When designing molecular machines it is important to remember that the presence of Brownian motion is a consequence of scale, not of the nature of the surroundings. It cannot be avoided by putting a molecular-level structure in a near-vacuum for example. Although there would be few random collisions to set such a Brownian particle in motion, equally there would be little viscosity to slow it down. These effects always cancel each other out and as long as a temperature for an object can be defined, it will undergo Brownian motion appropriate to that temperature (which determines the kinetic energy of the particle). In the absence of any other molecules, heat would still be transmitted from the hot walls of the container to the particle by electromagnetic radiation, the random emission and absorption of the photons producing the Brownian motion. In fact, even temperature is not a particularly effective modulator of Brownian motion since the velocity of the particles depends on the square root of the temperature. So to reduce random thermal fluctuations to 10% of the amount present at room temperature, one would have to drop the temperature from 300 K to 3K. It seems sensible, therefore, to try to utilise Brownian motion when designing molecular machines rather than make structures that have to fight against it. Indeed, the question of how to (and whether it is even possible to) harness the inherent random motion present at small length scales to generate motion and do work at larger length scales has vexed scientists for some considerable time.

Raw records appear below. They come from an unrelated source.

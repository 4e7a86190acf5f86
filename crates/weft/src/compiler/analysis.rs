//! Static detection of async work.
//!
//! A construct is async when it applies an async filter, runs an async
//! extension, or calls a macro of the same template whose body is async.
//! Macro async-ness is propagated to a fixpoint so that chains of macro
//! calls are detected regardless of definition order.
//!
//! Macros that come from elsewhere, such as imports or `caller`, cannot be
//! seen here. A loop that calls one of them may still await, so
//! `body_may_await` treats such calls as possibly async when deciding
//! whether iterations run concurrently.

use std::collections::HashSet;

use super::CompileOptions;
use crate::parser::{Expr, ExprKind, MacroDef, SetValue, Stmt, StmtKind};

pub(crate) struct AsyncAnalysis<'o> {
    options: &'o CompileOptions,
    async_macros: HashSet<String>,
    local_macros: HashSet<String>,
}

impl<'o> AsyncAnalysis<'o> {
    pub fn new(options: &'o CompileOptions, body: &[Stmt]) -> Self {
        let mut macros = Vec::new();
        collect_macros(body, &mut macros);
        let mut analysis = Self {
            options,
            async_macros: HashSet::new(),
            local_macros: macros.iter().map(|def| def.name.clone()).collect(),
        };

        loop {
            let newly_async: Vec<String> = macros
                .iter()
                .filter(|def| !analysis.async_macros.contains(&def.name))
                .filter(|def| analysis.body_is_async(&def.body))
                .map(|def| def.name.clone())
                .collect();
            if newly_async.is_empty() {
                return analysis;
            }
            analysis.async_macros.extend(newly_async);
        }
    }

    pub fn filter_is_async(&self, name: &str) -> bool {
        self.options.async_filters.contains(name)
    }

    pub fn extension_is_async(&self, name: &str) -> bool {
        self.options.async_extensions.contains(name)
    }

    pub fn body_is_async(&self, body: &[Stmt]) -> bool {
        self.body_awaits(body, false)
    }

    /// Like [`body_is_async`](Self::body_is_async), but calls to anything
    /// other than a macro of this template count as possibly async.
    pub fn body_may_await(&self, body: &[Stmt]) -> bool {
        self.body_awaits(body, true)
    }

    pub fn expr_is_async(&self, expr: &Expr) -> bool {
        self.expr_awaits(expr, false)
    }

    fn body_awaits(&self, body: &[Stmt], opaque: bool) -> bool {
        body.iter().any(|stmt| self.stmt_awaits(stmt, opaque))
    }

    fn stmt_awaits(&self, stmt: &Stmt, opaque: bool) -> bool {
        match &stmt.kind {
            StmtKind::TemplateData(_) | StmtKind::Macro(_) => false,
            StmtKind::Output(expr) => self.expr_awaits(expr, opaque),
            StmtKind::If {
                branches,
                otherwise,
            } => {
                branches.iter().any(|b| {
                    self.expr_awaits(&b.cond, opaque) || self.body_awaits(&b.body, opaque)
                }) || otherwise.as_deref().is_some_and(|o| self.body_awaits(o, opaque))
            }
            StmtKind::For {
                iter,
                body,
                otherwise,
                ..
            } => {
                self.expr_awaits(iter, opaque)
                    || self.body_awaits(body, opaque)
                    || otherwise.as_deref().is_some_and(|o| self.body_awaits(o, opaque))
            }
            StmtKind::Block { body, .. } => self.body_awaits(body, opaque),
            StmtKind::Include { template, .. }
            | StmtKind::Import { template, .. }
            | StmtKind::FromImport { template, .. } => self.expr_awaits(template, opaque),
            StmtKind::Set { value, .. } => match value {
                SetValue::Expr(expr) => self.expr_awaits(expr, opaque),
                SetValue::Capture(body) => self.body_awaits(body, opaque),
            },
            StmtKind::FilterBlock {
                name,
                args,
                kwargs,
                body,
            } => {
                self.filter_is_async(name)
                    || self.exprs_await(args, kwargs, opaque)
                    || self.body_awaits(body, opaque)
            }
            StmtKind::Call { call, caller } => {
                self.expr_awaits(call, opaque) || self.body_awaits(&caller.body, opaque)
            }
            StmtKind::CallExtension(node) => {
                self.extension_is_async(&node.extension)
                    || self.exprs_await(&node.args, &node.kwargs, opaque)
                    || node.bodies.iter().any(|b| self.body_awaits(b, opaque))
            }
        }
    }

    fn expr_awaits(&self, expr: &Expr, opaque: bool) -> bool {
        match &expr.kind {
            ExprKind::Literal(_) | ExprKind::Symbol(_) => false,
            ExprKind::Group(inner) => self.expr_awaits(inner, opaque),
            ExprKind::Array(items) => items.iter().any(|e| self.expr_awaits(e, opaque)),
            ExprKind::Dict(pairs) => pairs
                .iter()
                .any(|(k, v)| self.expr_awaits(k, opaque) || self.expr_awaits(v, opaque)),
            ExprKind::BinOp { left, right, .. } => {
                self.expr_awaits(left, opaque) || self.expr_awaits(right, opaque)
            }
            ExprKind::UnaryOp { operand, .. } => self.expr_awaits(operand, opaque),
            ExprKind::Compare { first, rest } => {
                self.expr_awaits(first, opaque)
                    || rest.iter().any(|(_, e)| self.expr_awaits(e, opaque))
            }
            ExprKind::InlineIf {
                cond,
                body,
                otherwise,
            } => {
                self.expr_awaits(cond, opaque)
                    || self.expr_awaits(body, opaque)
                    || otherwise.as_deref().is_some_and(|o| self.expr_awaits(o, opaque))
            }
            ExprKind::FunCall {
                callee,
                args,
                kwargs,
            } => {
                let calls_async_macro = match &callee.kind {
                    ExprKind::Symbol(name) => {
                        self.async_macros.contains(name)
                            || (opaque && !self.local_macros.contains(name))
                    }
                    _ => opaque,
                };
                calls_async_macro
                    || self.expr_awaits(callee, opaque)
                    || self.exprs_await(args, kwargs, opaque)
            }
            ExprKind::Filter {
                name,
                target,
                args,
                kwargs,
            } => {
                self.filter_is_async(name)
                    || self.expr_awaits(target, opaque)
                    || self.exprs_await(args, kwargs, opaque)
            }
            ExprKind::GetAttr { target, .. } => self.expr_awaits(target, opaque),
            ExprKind::GetItem { target, key } => {
                self.expr_awaits(target, opaque) || self.expr_awaits(key, opaque)
            }
        }
    }

    fn exprs_await(&self, args: &[Expr], kwargs: &[(String, Expr)], opaque: bool) -> bool {
        args.iter().any(|e| self.expr_awaits(e, opaque))
            || kwargs.iter().any(|(_, e)| self.expr_awaits(e, opaque))
    }
}

/// Collect every macro definition in `body`, at any nesting depth.
fn collect_macros<'a>(body: &'a [Stmt], out: &mut Vec<&'a MacroDef>) {
    for stmt in body {
        match &stmt.kind {
            StmtKind::Macro(def) => {
                out.push(def);
                collect_macros(&def.body, out);
            }
            StmtKind::If {
                branches,
                otherwise,
            } => {
                for branch in branches {
                    collect_macros(&branch.body, out);
                }
                if let Some(otherwise) = otherwise {
                    collect_macros(otherwise, out);
                }
            }
            StmtKind::For {
                body, otherwise, ..
            } => {
                collect_macros(body, out);
                if let Some(otherwise) = otherwise {
                    collect_macros(otherwise, out);
                }
            }
            StmtKind::Block { body, .. }
            | StmtKind::FilterBlock { body, .. }
            | StmtKind::Set {
                value: SetValue::Capture(body),
                ..
            } => collect_macros(body, out),
            StmtKind::Call { caller, .. } => collect_macros(&caller.body, out),
            StmtKind::CallExtension(node) => {
                for body in &node.bodies {
                    collect_macros(body, out);
                }
            }
            StmtKind::TemplateData(_)
            | StmtKind::Output(_)
            | StmtKind::Include { .. }
            | StmtKind::Import { .. }
            | StmtKind::FromImport { .. }
            | StmtKind::Set { .. } => {}
        }
    }
}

1.1.2 Machines that Operate at Low Reynolds Number
Whilst rectifying Brownian motion may provide the key to powering molecular-level machines, it tells us nothing about how that power can be used to perform tasks at the nanoscale and what tiny mechanical machines can and cannot be expected to do. The constant presence of Brownian motion is not the only distinction between motion at the molecular level and in the macroscopic world. In the macroscopic world, the equations of motion are governed by inertial terms (dependent on mass). Viscous forces (dependent on particle dimensions) dampen motion by converting kinetic energy into heat, and objects do not move until provided with specific energy to do so. In a macroscopic machine this is often provided through a directional force when work is done to move mechanical components in a particular way. As objects become less massive and smaller in dimension, inertial terms decrease in importance and viscosity begins to dominate. A parameter that quantifies this effect is Reynolds number (R) – essentially the ratio of inertial to viscous forces – given by equation (1.1) for a particle of length dimension a, moving at velocity v, in a medium with viscosity η and density ρ.
R = avρ/η (1.1)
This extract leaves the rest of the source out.